I'm not one to begrudge people making a lot of money. But we've heard ad nauseam how American health care is—gee whiz—so darn expensive, and American health outcomes are relatively mediocre.
This is a big reason why. Occupational licensure, restriction of supply, a pricing system opaque to the customers… all conspire to drive up prices with no improvement in quality. Read the article, and have your blood pressure meds handy.
RIP… Wait a minute, is "RIP" a vim command? Reader, every single post on this blog, going back to 2005, was entered through the Linux text editor vim. As was the blog software itself. And… well, you get the idea. Vim has been my go-to editor since I started using Linux (sometime in the mid 90s). And before that, Bill Joy's vi.
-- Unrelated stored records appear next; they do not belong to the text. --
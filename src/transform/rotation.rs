//! Fixed-angle rotations
//!
//! Each rotation is a pure coordinate remap over the full source: every
//! pixel is copied verbatim into a freshly allocated grid.

use image::{GenericImageView, ImageBuffer};

use crate::transform::Grid;

/// Rotates 90° clockwise: (x, y) in W×H goes to (H-1-y, x) in H×W
pub fn rotate90<I>(image: &I) -> Grid<I::Pixel>
where
    I: GenericImageView,
    I::Pixel: 'static,
{
    let (width, height) = image.dimensions();
    let mut out: Grid<I::Pixel> = ImageBuffer::new(height, width);

    for y in 0..height {
        for x in 0..width {
            out.put_pixel(height - 1 - y, x, image.get_pixel(x, y));
        }
    }

    out
}

/// Rotates 180°: (x, y) goes to (W-1-x, H-1-y)
pub fn rotate180<I>(image: &I) -> Grid<I::Pixel>
where
    I: GenericImageView,
    I::Pixel: 'static,
{
    let (width, height) = image.dimensions();
    let mut out: Grid<I::Pixel> = ImageBuffer::new(width, height);

    for y in 0..height {
        for x in 0..width {
            out.put_pixel(width - 1 - x, height - 1 - y, image.get_pixel(x, y));
        }
    }

    out
}

/// Rotates 270° clockwise: (x, y) in W×H goes to (y, W-1-x) in H×W
pub fn rotate270<I>(image: &I) -> Grid<I::Pixel>
where
    I: GenericImageView,
    I::Pixel: 'static,
{
    let (width, height) = image.dimensions();
    let mut out: Grid<I::Pixel> = ImageBuffer::new(height, width);

    for y in 0..height {
        for x in 0..width {
            out.put_pixel(y, width - 1 - x, image.get_pixel(x, y));
        }
    }

    out
}
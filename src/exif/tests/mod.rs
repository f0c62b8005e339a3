//! Tests for the Exif orientation parser

mod segment_tests;
mod reader_tests;
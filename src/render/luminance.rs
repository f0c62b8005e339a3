//! Brightness to glyph mapping

use image::Rgba;

/// Rec. 709 luma weights for red, green and blue
const LUMA_WEIGHTS: [f64; 3] = [0.2126, 0.7152, 0.0722];

/// Color channels scaled by alpha, as composited over black
pub fn premultiplied(pixel: &Rgba<u8>) -> [u8; 3] {
    let [r, g, b, a] = pixel.0;
    let scale = |c: u8| ((u16::from(c) * u16::from(a) + 127) / 255) as u8;
    [scale(r), scale(g), scale(b)]
}

/// Relative luminance of an 8-bit pixel, in 0.0..=255.0
///
/// Channels are premultiplied by alpha first, so transparent pixels are dark.
pub fn luminance(pixel: &Rgba<u8>) -> f64 {
    let [r, g, b] = premultiplied(pixel);
    LUMA_WEIGHTS[0] * f64::from(r) + LUMA_WEIGHTS[1] * f64::from(g) + LUMA_WEIGHTS[2] * f64::from(b)
}

/// Index into a ramp of `levels` glyphs for the given luminance
///
/// Computes `floor(lum / 255 * (levels - 1))`, clamped into the ramp.
pub fn glyph_index(luminance: f64, levels: usize, invert: bool) -> usize {
    if levels == 0 {
        return 0;
    }

    let scale = (luminance / 255.0).clamp(0.0, 1.0);
    let scale = if invert { 1.0 - scale } else { scale };
    // Lifts values that sit exactly on a level boundary, e.g. white to the last glyph
    let index = (scale * (levels - 1) as f64 + 1e-9) as usize;

    index.min(levels - 1)
}

/// Picks the glyph for a pixel from a darkest-to-brightest ramp
pub fn pixel_to_glyph(pixel: &Rgba<u8>, glyphs: &[char], invert: bool) -> char {
    glyphs
        .get(glyph_index(luminance(pixel), glyphs.len(), invert))
        .copied()
        .unwrap_or(' ')
}
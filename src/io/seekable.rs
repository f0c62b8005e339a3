//! Seekable reader trait and implementations
//!
//! The JPEG segment scanner needs to both read segment headers and skip
//! over segment bodies, so it works against this combined trait.

use std::io::{Read, Seek};

/// Trait for readers that can both read and seek
///
/// Implemented for files, buffered files and in-memory cursors alike.
pub trait SeekableReader: Read + Seek + Send + Sync {}

// Blanket implementation for any type that implements the required traits
impl<T: Read + Seek + Send + Sync> SeekableReader for T {}
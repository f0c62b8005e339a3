//! CLI command implementations
//!
//! This module contains implementations of various commands
//! supported by the CLI application using the Command pattern.

pub mod command_traits;
pub mod render_command;
pub mod inspect_command;

pub use command_traits::{Command, CommandFactory};
pub use render_command::RenderCommand;
pub use inspect_command::InspectCommand;

use clap::ArgMatches;
use crate::exif::errors::ExifResult;

/// Factory for creating command instances based on CLI arguments
///
/// This factory examines the command-line arguments and creates
/// the appropriate command instance for execution.
#[derive(Default)]
pub struct GlyphcastCommandFactory;

impl GlyphcastCommandFactory {
    /// Create a new factory instance
    pub fn new() -> Self {
        GlyphcastCommandFactory
    }
}

impl CommandFactory for GlyphcastCommandFactory {
    fn create_command(&self, args: &ArgMatches) -> ExifResult<Box<dyn Command>> {
        if args.get_flag("inspect") {
            Ok(Box::new(InspectCommand::new(args)?))
        } else {
            // Default to rendering
            Ok(Box::new(RenderCommand::new(args)?))
        }
    }
}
So some sad news: Rest in peace Bram Moolenaar, author of Vim and hero of many developers
Computing as we know it today was built in no small part by individuals who have written open source software—often for little to no personal financial gain—as well as by developers who use those tools. Few tools like that are as legendary and impactful as the Vim open source code editor, the first version of which was written and released by Dutch engineer Bram Moolenaar in 1991.
According to a note published by his family to Google Groups this week, Moolenaar passed away on August 3 at the age of 62. The post did not share his cause of death, stating only that he had been suffering from a medical condition for a few weeks.
I will try to think a little about Moolenaar every time I successfully insert an obscure Unicode character into a text file.